Après avoir indiqué qu’il n’y a pas, entre l’un et l’autre, des limites infranchissables, il ajoute : « Les bourgeois sont les vainqueurs éphémères dans la lutte individuelle pour la puissance qui devient de plus en plus la règle du combat vital au sein de l’humanité ; vainqueurs dont l’antique coutume utilitaire de l’héritage assure et protège sans doute quelque peu la victoire, mais n’en met pas moins durablement à l’abri les résultats toujours précaires et les avantages toujours contestés à bon droit par les impérialismes rivaux. L’histoire peut revenir en arrière et montrer de nouveau la lutte de groupes substituée à la lutte individuelle pour la puissance. » Là-dessus, détruisant d’un trait son hypothèse, il conclut : « Celle-ci n’en est pas moins le plus efficacement progressive, comme le démontrent assez les résultats prodigieux de l’ère capitaliste ou individualiste de la production humaine (p. 60). »

M. Seillière paraît donc admettre, en dernier ressort, que l’impérialisme individuel finira toujours par l’emporter sur l’impérialisme de groupe, celui-ci dût-il obtenir de passagers succès. Les théoriciens du socialisme ne manqueront pas de lui répondre qu’il ne s’agit pas ici d’un impérialisme de groupe, mais d’un impérialisme de classe ; que les classes sociales, par cela qu’il n’y en a que deux, ne peuvent être confondues avec les groupes sociaux, qui sont nombreux et mal déterminés ; que, puisque les divers conflits intérieurs, — politiques, religieux, aristocratiques, etc., — ont fini par se résoudre dans le vaste conflit économique ouvert entre les deux classes, et dont l’objet est la forme individuelle ou collective de la propriété, il faudra que l’une ou l’autre l’emporte à la fin ; que ce sera nécessairement la plus nombreuse, puisque nous vivons de plus en plus sous la loi du nombre ; et qu’alors, tout principe de lutte ayant disparu des sociétés, commencera l’ère de la paix, de la justice, du bonheur, et plus particulièrement de toutes les abstractions que les hommes n’ont jamais cessé d’invoquer à travers l’âpreté de leurs conflits matériels…

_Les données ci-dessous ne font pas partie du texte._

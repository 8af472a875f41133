//! Application layer for tavily-tool
//!
//! This crate contains use cases, port definitions, and application configuration.
//! It depends only on the domain layer.

pub mod config;
pub mod ports;
pub mod use_cases;

// Re-export commonly used types
pub use config::SearchParams;
pub use ports::{
    progress::{NoProgress, SearchProgressNotifier},
    search_gateway::{GatewayError, SearchGateway},
    tool_schema::ToolSchemaPort,
};
pub use use_cases::run_search::{RunSearchError, RunSearchInput, RunSearchUseCase};
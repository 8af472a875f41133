//! Provider payload parsing.
//!
//! The search backend answers through an MCP `tools/call` result whose shape
//! is not contractually fixed. Depending on the server version the useful
//! data arrives as:
//!
//! 1. `structuredContent`: a search response object
//! 2. a text block holding JSON, sometimes JSON nested inside JSON
//!    (`[{"type": "text", "text": "{\"results\": ...}"}]`)
//! 3. a text block in the human-readable `Title:` / `URL:` / `Content:` layout
//!
//! [`parse_provider_payload`] tries them in that order. Structured data is
//! authoritative; the text layout is only a fallback.

use super::result::{ParsedResult, SearchOutput, positional_score};
use crate::core::error::DomainError;
use serde::{Deserialize, Serialize};
use serde_json::Value;

/// Deepest JSON-in-JSON nesting that will be unwrapped.
const MAX_NESTING: usize = 4;

/// Raw, unparsed output of one provider tool call.
#[derive(Debug, Clone, Default, PartialEq, Serialize, Deserialize)]
pub struct ProviderPayload {
    /// Structured content, when the server sends any
    #[serde(default, skip_serializing_if = "Option::is_none")]
    pub structured: Option<Value>,
    /// Text content blocks, in order
    #[serde(default)]
    pub text_blocks: Vec<String>,
    /// Whether the server flagged the call as failed
    #[serde(default)]
    pub is_error: bool,
}

impl ProviderPayload {
    pub fn from_text(text: impl Into<String>) -> Self {
        Self {
            text_blocks: vec![text.into()],
            ..Default::default()
        }
    }

    pub fn from_structured(value: Value) -> Self {
        Self {
            structured: Some(value),
            ..Default::default()
        }
    }

    pub fn error(message: impl Into<String>) -> Self {
        Self {
            text_blocks: vec![message.into()],
            is_error: true,
            ..Default::default()
        }
    }

    /// All text blocks joined by newlines.
    pub fn joined_text(&self) -> String {
        self.text_blocks.join("\n")
    }
}

/// Intermediate hit before filtering and scoring.
#[derive(Debug, Clone, PartialEq)]
struct RawHit {
    title: String,
    url: String,
    content: String,
    score: Option<f64>,
}

/// Turn a provider payload into a [`SearchOutput`] for `query`.
///
/// A payload that decodes to nothing yields an empty result list, not an
/// error. A payload flagged `is_error` yields [`DomainError::Provider`].
pub fn parse_provider_payload(
    query: &str,
    payload: &ProviderPayload,
) -> Result<SearchOutput, DomainError> {
    if payload.is_error {
        let text = payload.joined_text();
        let message = if text.trim().is_empty() {
            "provider returned an error without details".to_string()
        } else {
            text.trim().to_string()
        };
        return Err(DomainError::Provider(message));
    }

    let hits = payload
        .structured
        .as_ref()
        .and_then(|value| decode_value(value, 0))
        .or_else(|| payload.text_blocks.iter().find_map(|t| decode_json_text(t, 0)))
        .unwrap_or_else(|| parse_text_results(&payload.joined_text()));

    Ok(SearchOutput::new(query, rank(hits)))
}

/// Decode a JSON value into hits, unwrapping nested text/JSON layers.
fn decode_value(value: &Value, depth: usize) -> Option<Vec<RawHit>> {
    if depth > MAX_NESTING {
        return None;
    }

    match value {
        Value::Object(map) => {
            if let Some(results) = map.get("results").and_then(Value::as_array) {
                return Some(results.iter().filter_map(hit_from_json).collect());
            }
            if let Some(text) = map.get("text").and_then(Value::as_str) {
                return decode_text(text, depth + 1);
            }
            if let Some(blocks) = map.get("content").and_then(Value::as_array) {
                return blocks.iter().find_map(|b| decode_value(b, depth + 1));
            }
            None
        }
        Value::Array(items) => items.iter().find_map(|item| decode_value(item, depth + 1)),
        Value::String(text) => decode_text(text, depth + 1),
        _ => None,
    }
}

/// Decode text that may be JSON or the `Title:` layout.
fn decode_text(text: &str, depth: usize) -> Option<Vec<RawHit>> {
    if let Some(hits) = decode_json_text(text, depth) {
        return Some(hits);
    }
    let hits = parse_text_results(text);
    if hits.is_empty() { None } else { Some(hits) }
}

/// Decode text only if it is JSON.
fn decode_json_text(text: &str, depth: usize) -> Option<Vec<RawHit>> {
    let trimmed = text.trim();
    if !(trimmed.starts_with('{') || trimmed.starts_with('[')) {
        return None;
    }
    let value: Value = serde_json::from_str(trimmed).ok()?;
    decode_value(&value, depth)
}

fn hit_from_json(item: &Value) -> Option<RawHit> {
    let item = item.as_object()?;
    let text_field = |key: &str| {
        item.get(key)
            .and_then(Value::as_str)
            .unwrap_or_default()
            .to_string()
    };
    Some(RawHit {
        title: text_field("title"),
        url: text_field("url"),
        content: text_field("content"),
        score: item.get("score").and_then(Value::as_f64),
    })
}

/// Parse the human-readable result layout.
///
/// ```text
/// Title: <title>
/// URL: <url>
/// Content: <first line>
/// <more content lines>
/// ```
///
/// Anything before the first `Title:` is ignored. Content runs from the
/// `Content:` line to the end of the section and is joined with spaces.
fn parse_text_results(text: &str) -> Vec<RawHit> {
    let mut hits = Vec::new();

    for section in text.split("Title:").skip(1) {
        let lines: Vec<&str> = section.trim().lines().collect();
        let title = lines.first().map(|l| l.trim()).unwrap_or_default();

        let mut url = "";
        let mut content = String::new();

        for (i, line) in lines.iter().enumerate() {
            let line = line.trim_start();
            if let Some(rest) = line.strip_prefix("URL:") {
                url = rest.trim();
            } else if line.starts_with("Content:") {
                content = lines[i..]
                    .iter()
                    .map(|l| {
                        let l = l.trim();
                        l.strip_prefix("Content:").unwrap_or(l).trim()
                    })
                    .filter(|l| !l.is_empty())
                    .collect::<Vec<_>>()
                    .join(" ");
                break;
            }
        }

        hits.push(RawHit {
            title: title.to_string(),
            url: url.to_string(),
            content,
            score: None,
        });
    }

    hits
}

/// Drop incomplete hits, trim content and assign scores.
fn rank(hits: Vec<RawHit>) -> Vec<ParsedResult> {
    hits.into_iter()
        .filter(|h| !h.title.trim().is_empty() && !h.url.trim().is_empty())
        .enumerate()
        .map(|(index, h)| ParsedResult {
            title: h.title.trim().to_string(),
            url: h.url.trim().to_string(),
            content: h.content.trim().to_string(),
            score: h.score.unwrap_or_else(|| positional_score(index)),
        })
        .collect()
}

#[cfg(test)]
mod tests {
    use super::*;
    use serde_json::json;

    const TEXT_LAYOUT: &str = "Detailed Results:\n\n\
        Title: Async in Python\n\
        URL: https://docs.python.org/3/library/asyncio.html\n\
        Content: asyncio is a library\n\
        to write concurrent code.\n\n\
        Title: No url here\n\
        Content: dropped\n\n\
        Title: Real Python\n\
        URL: https://realpython.com/async-io-python/\n\
        Content: A walkthrough.\n";

    fn assert_close(a: f64, b: f64) {
        assert!((a - b).abs() < 1e-9, "{} != {}", a, b);
    }

    #[test]
    fn test_structured_content_wins() {
        let payload = ProviderPayload {
            structured: Some(json!({
                "query": "provider rewrote this",
                "results": [
                    {"title": "A", "url": "https://a.dev", "content": " alpha ", "score": 0.42},
                    {"title": "B", "url": "https://b.dev", "content": "beta"}
                ]
            })),
            text_blocks: vec![TEXT_LAYOUT.to_string()],
            is_error: false,
        };

        let output = parse_provider_payload("my query", &payload).unwrap();
        assert_eq!(output.query, "my query");
        assert_eq!(output.total_results, 2);
        assert_eq!(output.results[0].content, "alpha");
        assert_close(output.results[0].score, 0.42);
        assert_close(output.results[1].score, 0.9);
    }

    #[test]
    fn test_json_text_block() {
        let body = json!({"results": [{"title": "T", "url": "https://t.dev", "content": "c", "score": 0.8}]});
        let payload = ProviderPayload::from_text(body.to_string());

        let output = parse_provider_payload("q", &payload).unwrap();
        assert_eq!(output.results.len(), 1);
        assert_close(output.results[0].score, 0.8);
    }

    #[test]
    fn test_json_nested_in_json() {
        let inner = json!([{"type": "text", "text": TEXT_LAYOUT}]).to_string();
        let outer = json!([{"type": "text", "text": inner}]).to_string();
        let payload = ProviderPayload::from_text(outer);

        let output = parse_provider_payload("q", &payload).unwrap();
        assert_eq!(output.total_results, 2);
        assert_eq!(output.results[1].title, "Real Python");
    }

    #[test]
    fn test_text_layout_fallback() {
        let output = parse_provider_payload("q", &ProviderPayload::from_text(TEXT_LAYOUT)).unwrap();

        assert_eq!(output.total_results, 2);
        let first = &output.results[0];
        assert_eq!(first.title, "Async in Python");
        assert_eq!(first.url, "https://docs.python.org/3/library/asyncio.html");
        assert_eq!(first.content, "asyncio is a library to write concurrent code.");
        assert_close(first.score, 1.0);
        // scores are positional over kept results, not over raw sections
        assert_close(output.results[1].score, 0.9);
    }

    #[test]
    fn test_text_blocks_are_joined_for_fallback() {
        let payload = ProviderPayload {
            text_blocks: vec![
                "Title: Split".to_string(),
                "URL: https://split.dev\nContent: across blocks".to_string(),
            ],
            ..Default::default()
        };
        let output = parse_provider_payload("q", &payload).unwrap();
        assert_eq!(output.results[0].url, "https://split.dev");
        assert_eq!(output.results[0].content, "across blocks");
    }

    #[test]
    fn test_only_leading_content_label_is_stripped() {
        let text = "Title: Labels\nURL: https://labels.dev\nContent: the Content: header\nContent: second line";
        let output = parse_provider_payload("q", &ProviderPayload::from_text(text)).unwrap();
        assert_eq!(output.results[0].content, "the Content: header second line");
    }

    #[test]
    fn test_unrecognized_payload_is_empty() {
        let output =
            parse_provider_payload("q", &ProviderPayload::from_text("No results found.")).unwrap();
        assert!(output.is_empty());
        assert_eq!(output.total_results, 0);
    }

    #[test]
    fn test_error_payload() {
        let err = parse_provider_payload("q", &ProviderPayload::error("Invalid API key"))
            .unwrap_err();
        assert_eq!(err, DomainError::Provider("Invalid API key".to_string()));

        let empty = ProviderPayload {
            is_error: true,
            ..Default::default()
        };
        assert!(matches!(
            parse_provider_payload("q", &empty),
            Err(DomainError::Provider(msg)) if msg.contains("without details")
        ));
    }

    #[test]
    fn test_nesting_limit() {
        let mut text = json!({"results": [{"title": "deep", "url": "https://deep.dev"}]}).to_string();
        for _ in 0..8 {
            text = json!({"text": text}).to_string();
        }
        let output = parse_provider_payload("q", &ProviderPayload::from_text(text)).unwrap();
        assert!(output.is_empty());
    }
}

Même appuyée sur la « philosophie de l’impérialisme, » cette solution suprême de la « lutte des classes » paraîtra par trop simplifiée. Toutes sortes d’objections surgissent dans l’esprit. Les théoriciens les plus résolus des formes les plus avancées du socialisme les ont parfois entrevues. Dans l’excellent exposé que j’ai déjà cité, M. Challaye en distingue deux principales : l’une, c’est que le jeu naturel de la nouvelle organisation du monde produira quand même, peu à peu, « une aristocratie nouvelle ; » l’autre, — et celle-ci va nous conduire à une forme de l’impérialisme que M. Seillière n’a pas encore étudiée, — c’est que la concurrence entre nations peut d’un moment à l’autre substituer ses luttes sanglantes à la lutte plus sourde des classes. Il en est une troisième, dont chacun sentira le poids, et qui est si simple qu’elle a dû être invoquée plus d’une fois : c’est que, si la lutte de classes est le fond même de l’histoire, et si elle doit se terminer par l’anéantissement ou la disparition de l’une des deux classes en présence, il n’y aurait alors plus d’histoire. Ne suffit-il pas d’indiquer cette conséquence du paradoxe pour en marquer la fausseté ?…


IV

M. Seillière[19]a jusqu’à présent laissé de côté cette forme de l’Impérialisme à laquelle nous venons de faire allusion et que nous appellerons l’impérialisme national. Pourtant, c’en est peut-être la forme principale. L’impérialisme de races, en effet, semble décidément une conception vague et fuyante, plutôt abstraite, qui n’a guère d’autre intérêt que d’aider un esprit fumeux à planer sur l’histoire. L’impérialisme individuel, dont l’étude est psychologiquement instructive, n’a pas non plus une existence concrète et définie (sauf dans le monde de la criminalité) : il est rare que des individus se sentent assez forts pour l’exercer, et les plus forts même ne l’exercent qu’avec la collaboration des collectivités dont ils font partie. Tel est le cas des héros, qui commencent par asservir, entraîner ou persuader les êtres inférieurs, dont le nombre et le dévouement assurent les réussites de leurs desseins ; tel est aussi celui des artistes, puisqu’une œuvre d’art ne prend son sens complet et n’accomplit toute sa destinée, que grâce à l’apport de tous ceux qui l’applaudissent, l’invectivent ou la discutent. Enfin, l’impérialisme national a sur l’impérialisme de classe ce singulier avantage, qu’il en gouverne, en dirige, et parfois en neutralise les effets : jusqu’à présent du moins, les aspirations des classes ont toujours fini par se résorber dans celles de la nation, chaque fois que celle-ci s’est trouvée en péril. Le fait se reproduira-t-il toujours ? Les théoriciens de l’internationalisme ne le croient pas, sans doute parce qu’ils savent que l’idée nationale, avec ses exigences, est le plus fort obstacle au triomphe de leurs doctrines ; mais quand on observe que les divers peuples occupent aujourd’hui, sur l’échelle de la civilisation, des degrés qui vont de la plus rudimentaire barbarie à l’humanisme le plus raffine, on est tenté de croire que nous sommes loin du temps, — s’il arrive, — où la similitude des besoins et la modération des appétits créeront la concorde.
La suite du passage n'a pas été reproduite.